Uma contribuinte conseguiu na Justiça o direito de voltar a parcelamento negociado em transação tributária com a Fazenda Nacional. Ela foi excluída por ficar devendo uma única parcela. O Tribunal Regional Federal (TRF) da 3ª Região, com sede em São Paulo, entendeu que a medida não traria prejuízo ao Fisco.
As dívidas negociadas pela contribuinte são referentes a Imposto de Renda (IRPF). Ela aderiu à transação excepcional regulamentada pela Portaria PGFN nº 14.402, de 2020. Comprometeu-se a pagar o que deve em 145 prestações – 12 delas de entrada, no valor de R$ 1.335,24 por mês, e mais 133 parcelas, de R$ 1.050,90.
Por um problema de saúde, deixou de quitar a última parcela da entrada, que venceu em julho de 2021. Pelas regras do programa, o contribuinte pode ser excluído se não pagar a entrada, perdendo as condições negociadas.
Tão logo melhorou, tentou quitá-la por meio do programa “Regularize da PGFN”, mas foi surpreendida, segundo afirma no processo, com o apontamento de que a transação havia sido cancelada, sem qualquer notificação prévia.
Em setembro, apresentou requerimento à Procuradoria-Geral da Fazenda Nacional (PGFN) de reconsideração do cancelamento da transação. Mas não obteve resposta. Recorreu, então, ao Judiciário.
Em primeira instância, porém, o pedido da contribuinte foi negado. O juiz levou em consideração que a adesão à transação só ocorreria com o pagamento de todas as parcelas da entrada.
A contribuinte recorreu ao TRF da 3ª Região. Alegou que o próprio Ministério da Fazenda atestou, por meio de comprovante, que a adesão à transação tributária já havia sido consolidada.
No caso, com a exclusão, perderia o desconto de aproximadamente 65% do valor negociado com a Fazenda Nacional. A dívida, com o abatimento, caiu de cerca de R$ 400 mil para aproximadamente R$ 150 mil.
Para o advogado Jonas Serapião Ferreira, do escritório Brigagão, Duque Estrada, que atua no caso, o cancelamento automático da transação, sem qualquer notificação e sem que o contribuinte possa pagar uma única parcela em atraso, seria irrazoável. “É do interesse da Fazenda Nacional e dos contribuintes que os débitos possam ser quitados”, afirma.
Apesar de a ação ter sido movida por pessoa física, o entendimento pode favorecer também pessoas jurídicas, segundo o advogado. Desde 2020, os contribuintes podem aderir à transação tributária para pagar débitos inscritos na dívida ativa da União. Foram fechados, até agora, 981 mil acordos, para a regularização de R$ 232,7 bilhões.
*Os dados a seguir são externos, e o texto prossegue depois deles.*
// Bus module - Memory bus implementation
//
// This module implements the main memory bus that connects the CPU to all memory-mapped
// components in the NES system. It handles address routing and memory mirroring.
//
// # NES Memory Map (CPU Address Space)
//
// ```text
// $0000-$07FF: 2KB Internal RAM
// $0800-$1FFF: Mirrors of RAM (3 times)
// $2000-$2007: PPU Registers
// $2008-$3FFF: Mirrors of PPU Registers (repeating every 8 bytes)
// $4000-$4013, $4015, $4017: APU registers (no APU is modeled; ignored)
// $4014: OAM DMA
// $4016: Controller 1 (strobe + serial read)
// $4018-$401F: APU and I/O test functionality (usually disabled)
// $4020-$FFFF: Cartridge space (PRG-ROM and mapper registers)
// ```
//
// A second construction path (`Bus::new_demo`) builds a bare-metal bus with
// no PPU or cartridge at all, for the snake demo: RAM everywhere, plus a
// random-byte device at $00FE, the shared input latch at $00FF, and a raw
// 32x32 framebuffer at $0200-$05FF. See `devices.rs`.

use crate::cartridge::mappers::create_mapper;
use crate::cartridge::{Cartridge, Mapper};
use crate::devices::{DisplayDevice, RandomDevice};
use crate::error::EmulationError;
use crate::input::{decode_keys, Controller, ControllerIO, InputLatch};
use crate::ppu::Ppu;
use crate::ram::Ram;
use std::cell::RefCell;
use std::rc::Rc;

/// Trait for memory-mapped components that live entirely inside a single
/// owner (no shared interior-mutable state needed to read them).
pub trait MemoryMappedDevice {
    fn read(&self, addr: u16) -> u8;
    fn write(&mut self, addr: u16, data: u8);
}

/// Main memory bus structure.
///
/// Address decoding is a direct match over fixed ranges rather than a
/// generic ordered device list: this system only ever has a handful of
/// devices and their ranges never move, so a switch is simpler than
/// indirection through a shared device-registry for the same result.
pub struct Bus {
    ram: Ram,
    ppu: Option<RefCell<Ppu>>,
    mapper: Option<Rc<RefCell<Box<dyn Mapper>>>>,
    controller: Option<RefCell<ControllerIO>>,
    random: Option<RandomDevice>,
    display: Option<RefCell<DisplayDevice>>,
    input: Rc<InputLatch>,
    /// Backing store for $4020-$FFFF when there is no cartridge mapper:
    /// used by `test_bus()` (instruction tests poke vectors/opcodes
    /// directly) and by the demo bus (snake's ROM lives here too, above
    /// $0600's RAM-resident code).
    scratch: RefCell<Vec<u8>>,
}

const SCRATCH_BASE: u16 = 0x4020;
const SCRATCH_SIZE: usize = (0x10000 - SCRATCH_BASE as usize) as usize;

impl Bus {
    /// Builds a bus wired to a loaded cartridge: real PPU, real mapper,
    /// controller 1 live, no random/display devices.
    pub fn new_nes(cartridge: Cartridge) -> Self {
        let mapper = create_mapper(cartridge)
            .expect("Cartridge::from_ines_bytes already rejected unsupported mappers");
        let mapper = Rc::new(RefCell::new(mapper));
        let mut ppu = Ppu::new();
        ppu.set_mapper(mapper.clone());

        Bus {
            ram: Ram::new(),
            ppu: Some(RefCell::new(ppu)),
            mapper: Some(mapper),
            controller: Some(RefCell::new(ControllerIO::new())),
            random: None,
            display: None,
            input: Rc::new(InputLatch::new()),
            scratch: RefCell::new(vec![0; SCRATCH_SIZE]),
        }
    }

    /// Builds a bare-metal bus for the snake demo: no PPU, no cartridge,
    /// just RAM plus the random/display/input devices the original
    /// wiring expects.
    pub fn new_demo() -> Self {
        Bus {
            ram: Ram::with_zeros(),
            ppu: None,
            mapper: None,
            controller: None,
            random: Some(RandomDevice::new()),
            display: Some(RefCell::new(DisplayDevice::new())),
            input: Rc::new(InputLatch::new()),
            scratch: RefCell::new(vec![0; SCRATCH_SIZE]),
        }
    }

    /// A minimal bus for unit tests: RAM plus a writable scratch region
    /// covering $4020-$FFFF, so tests can poke opcodes and interrupt
    /// vectors directly without a real cartridge. No PPU, no controller.
    pub fn test_bus() -> Self {
        Bus {
            ram: Ram::with_zeros(),
            ppu: None,
            mapper: None,
            controller: None,
            random: None,
            display: None,
            input: Rc::new(InputLatch::new()),
            scratch: RefCell::new(vec![0; SCRATCH_SIZE]),
        }
    }

    /// The shared input latch, for a driver to publish key events into.
    pub fn input(&self) -> Rc<InputLatch> {
        self.input.clone()
    }

    /// The PPU, for a driver to tick and read frames from. `None` on a
    /// demo or test bus.
    pub fn ppu(&self) -> Option<&RefCell<Ppu>> {
        self.ppu.as_ref()
    }

    /// The demo's raw framebuffer, for a driver to present. `None` outside
    /// `new_demo`.
    pub fn display(&self) -> Option<&RefCell<DisplayDevice>> {
        self.display.as_ref()
    }

    /// The internal 2KB RAM, for save-state serialization.
    pub fn ram(&self) -> &Ram {
        &self.ram
    }

    /// Mutable access to the internal 2KB RAM, for save-state restoration.
    pub fn ram_mut(&mut self) -> &mut Ram {
        &mut self.ram
    }

    pub fn read(&self, addr: u16) -> u8 {
        match addr {
            0x00FE if self.random.is_some() => {
                self.random.as_ref().expect("checked above").read()
            }
            0x00FF if self.display.is_some() => self.input.key(),
            0x0200..=0x05FF if self.display.is_some() => {
                let display = self.display.as_ref().expect("checked above");
                display.borrow().read(addr - 0x0200)
            }
            0x0000..=0x1FFF => self.ram.read(addr),

            0x2000..=0x3FFF => match &self.ppu {
                Some(ppu) => ppu.borrow_mut().read_register(addr),
                None => 0,
            },

            0x4016 => self.read_controller(addr),
            0x4017 => self.read_controller(addr),

            0x4000..=0x4015 | 0x4018..=0x401F => 0,

            0x4020..=0xFFFF => match &self.mapper {
                Some(mapper) => mapper.borrow().cpu_read(addr),
                None => self.scratch.borrow()[(addr - SCRATCH_BASE) as usize],
            },
        }
    }

    pub fn write(&mut self, addr: u16, data: u8) {
        match addr {
            0x00FF if self.display.is_some() => self.input.set_key(data),
            0x0200..=0x05FF if self.display.is_some() => {
                let display = self.display.as_ref().expect("checked above");
                display.borrow_mut().write(addr - 0x0200, data);
            }
            0x0000..=0x1FFF => self.ram.write(addr, data),

            0x2000..=0x3FFF => {
                if let Some(ppu) = &self.ppu {
                    ppu.borrow_mut().write_register(addr, data);
                }
            }

            0x4014 => self.oam_dma(data),

            0x4016 => {
                if let Some(controller) = &self.controller {
                    controller.borrow_mut().write(addr, data);
                }
            }

            0x4000..=0x4013 | 0x4015 | 0x4017..=0x401F => {}

            0x4020..=0xFFFF => match &self.mapper {
                Some(mapper) => mapper.borrow_mut().cpu_write(addr, data),
                None => self.scratch.borrow_mut()[(addr - SCRATCH_BASE) as usize] = data,
            },
        }
    }

    /// Decodes the live input latch into button state and forwards the
    /// read to controller 1/2. The controller snapshots on every read
    /// (including while strobing), matching real hardware's continuous
    /// polling during strobe.
    fn read_controller(&self, addr: u16) -> u8 {
        let Some(controller) = &self.controller else {
            return 0;
        };
        let keys: Controller = decode_keys(self.input.key());
        let mut controller = controller.borrow_mut();
        controller.set_controller1(keys);
        controller.read(addr)
    }

    /// $4014: copies 256 consecutive bytes starting at `page << 8` from CPU
    /// address space into OAM. A no-op when there's no PPU to receive it.
    fn oam_dma(&mut self, page: u8) {
        if self.ppu.is_none() {
            return;
        }
        let base = (page as u16) << 8;
        for i in 0..=255u8 {
            let byte = self.read(base.wrapping_add(i as u16));
            self.ppu
                .as_ref()
                .expect("checked above")
                .borrow_mut()
                .write_oam(i, byte);
        }
    }

    pub fn read_u16(&self, addr: u16) -> u16 {
        let lo = self.read(addr) as u16;
        let hi = self.read(addr.wrapping_add(1)) as u16;
        (hi << 8) | lo
    }

    pub fn write_u16(&mut self, addr: u16, value: u16) {
        self.write(addr, (value & 0xFF) as u8);
        self.write(addr.wrapping_add(1), (value >> 8) as u8);
    }

    /// Loads raw bytes into the cartridge-space scratch region, relative to
    /// $4020. Only meaningful on a `test_bus()` or `new_demo()` bus (a real
    /// cartridge's PRG-ROM is immutable and owned by the mapper instead).
    pub fn load_scratch(&mut self, data: &[u8], offset: u16) {
        let mut scratch = self.scratch.borrow_mut();
        let start = offset as usize;
        let end = (start + data.len()).min(scratch.len());
        if start < end {
            scratch[start..end].copy_from_slice(&data[..end - start]);
        }
    }
}

#[cfg(test)]
mod tests {
    use super::*;
    use crate::cpu::vectors;

    #[test]
    fn ram_is_mirrored_every_0x0800_bytes() {
        let mut bus = Bus::test_bus();
        bus.write(0x0000, 0x42);
        assert_eq!(bus.read(0x0800), 0x42);
        assert_eq!(bus.read(0x1000), 0x42);
        assert_eq!(bus.read(0x1800), 0x42);
    }

    #[test]
    fn cartridge_space_scratch_round_trips_on_test_bus() {
        let mut bus = Bus::test_bus();
        bus.write(vectors::RESET, 0xAB);
        assert_eq!(bus.read(vectors::RESET), 0xAB);
    }

    #[test]
    fn unmapped_apu_register_reads_as_zero() {
        let bus = Bus::test_bus();
        assert_eq!(bus.read(0x4005), 0);
    }

    #[test]
    fn oam_dma_copies_256_bytes_from_ram_into_oam() {
        use crate::cartridge::Cartridge;
        let cart = Cartridge {
            prg_rom: vec![0u8; 16 * 1024],
            chr_rom: vec![0u8; 8 * 1024],
            trainer: None,
            mapper: 0,
            mirroring: crate::cartridge::Mirroring::Horizontal,
            has_battery: false,
        };
        let mut bus = Bus::new_nes(cart);
        for i in 0u16..=255 {
            bus.write(0x0200 + i, i as u8);
        }
        bus.write(0x4014, 0x02);
        let ppu = bus.ppu().unwrap().borrow();
        for i in 0u8..=255 {
            assert_eq!(ppu.read_oam(i), i);
        }
    }

    #[test]
    fn demo_bus_exposes_random_key_and_display_devices() {
        let mut bus = Bus::new_demo();
        let _ = bus.read(0x00FE); // random: just must not panic
        bus.input().set_key(b'w');
        assert_eq!(bus.read(0x00FF), b'w');
        bus.write(0x0200, 7);
        assert_eq!(bus.read(0x0200), 7);
    }

    #[test]
    fn demo_display_write_does_not_leak_into_ram_mirror() {
        let mut bus = Bus::new_demo();
        bus.write(0x0200, 0x11);
        // $0200 and $0A00 differ only above the RAM mirror mask, so this
        // would alias if display didn't intercept the range first.
        assert_ne!(bus.read(0x0A00), 0x11);
    }
}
A decisão liminar foi concedida pelo desembargador Nelton Agnaldo Moraes dos Santos. De acordo com ele, fica clara na Portaria PGFN nº 14.402, de 2020, a possibilidade de exclusão de contribuinte que deixar de efetuar o pagamento de todas as parcelas relativas ao “pedágio” (entrada). Porém, acrescenta, “não se extrai qualquer dispositivo expresso que vede o pagamento de parcelas em atraso, caso seja este o motivo da rescisão”.
Para o desembargador, “a negativa de reinclusão no parcelamento vai de encontro aos princípios da proporcionalidade e da razoabilidade, sobretudo quando evidenciada a ausência de prejuízo ao Fisco” (processo nº 5031851-15.2021.4.03.0000).
Ainda de acordo com o desembargador, a exclusão da devedora do parcelamento é capaz de produzir quadro de difícil reparação, “em razão das consequências advindas do restabelecimento da exigibilidade do débito”. Por outro lado, acrescenta, a permanência do contribuinte no parcelamento até a decisão final “não importa, por ora, qualquer gravame à Fazenda Pública”.
No caso, a contribuinte vai depositar os valores das parcelas em conta judicial, segundo o advogado Jonas Serapião Ferreira, até a transação ser regularizada e os pagamentos poderem ser feitos por meio do sistema da PGFN.
Em nota, a Procuradoria-Geral da Fazenda Nacional afirma que o caso não trata de rescisão da transação, mas sobre cancelamento da conta destinada a recepcionar a entrada exigida por lei para confirmar a adesão do contribuinte, e sem a qual a adesão à transação sequer é aperfeiçoada.
“Não há que se falar em rescisão, mas em não adesão. Essa compreensão, cristalina na legislação de regência e fundamental para garantir a transparência e controle de fluxos nos milhares de pedidos de transação realizados diariamente, continuará sendo defendida em juízo pela Fazenda Nacional”, diz a PGFN.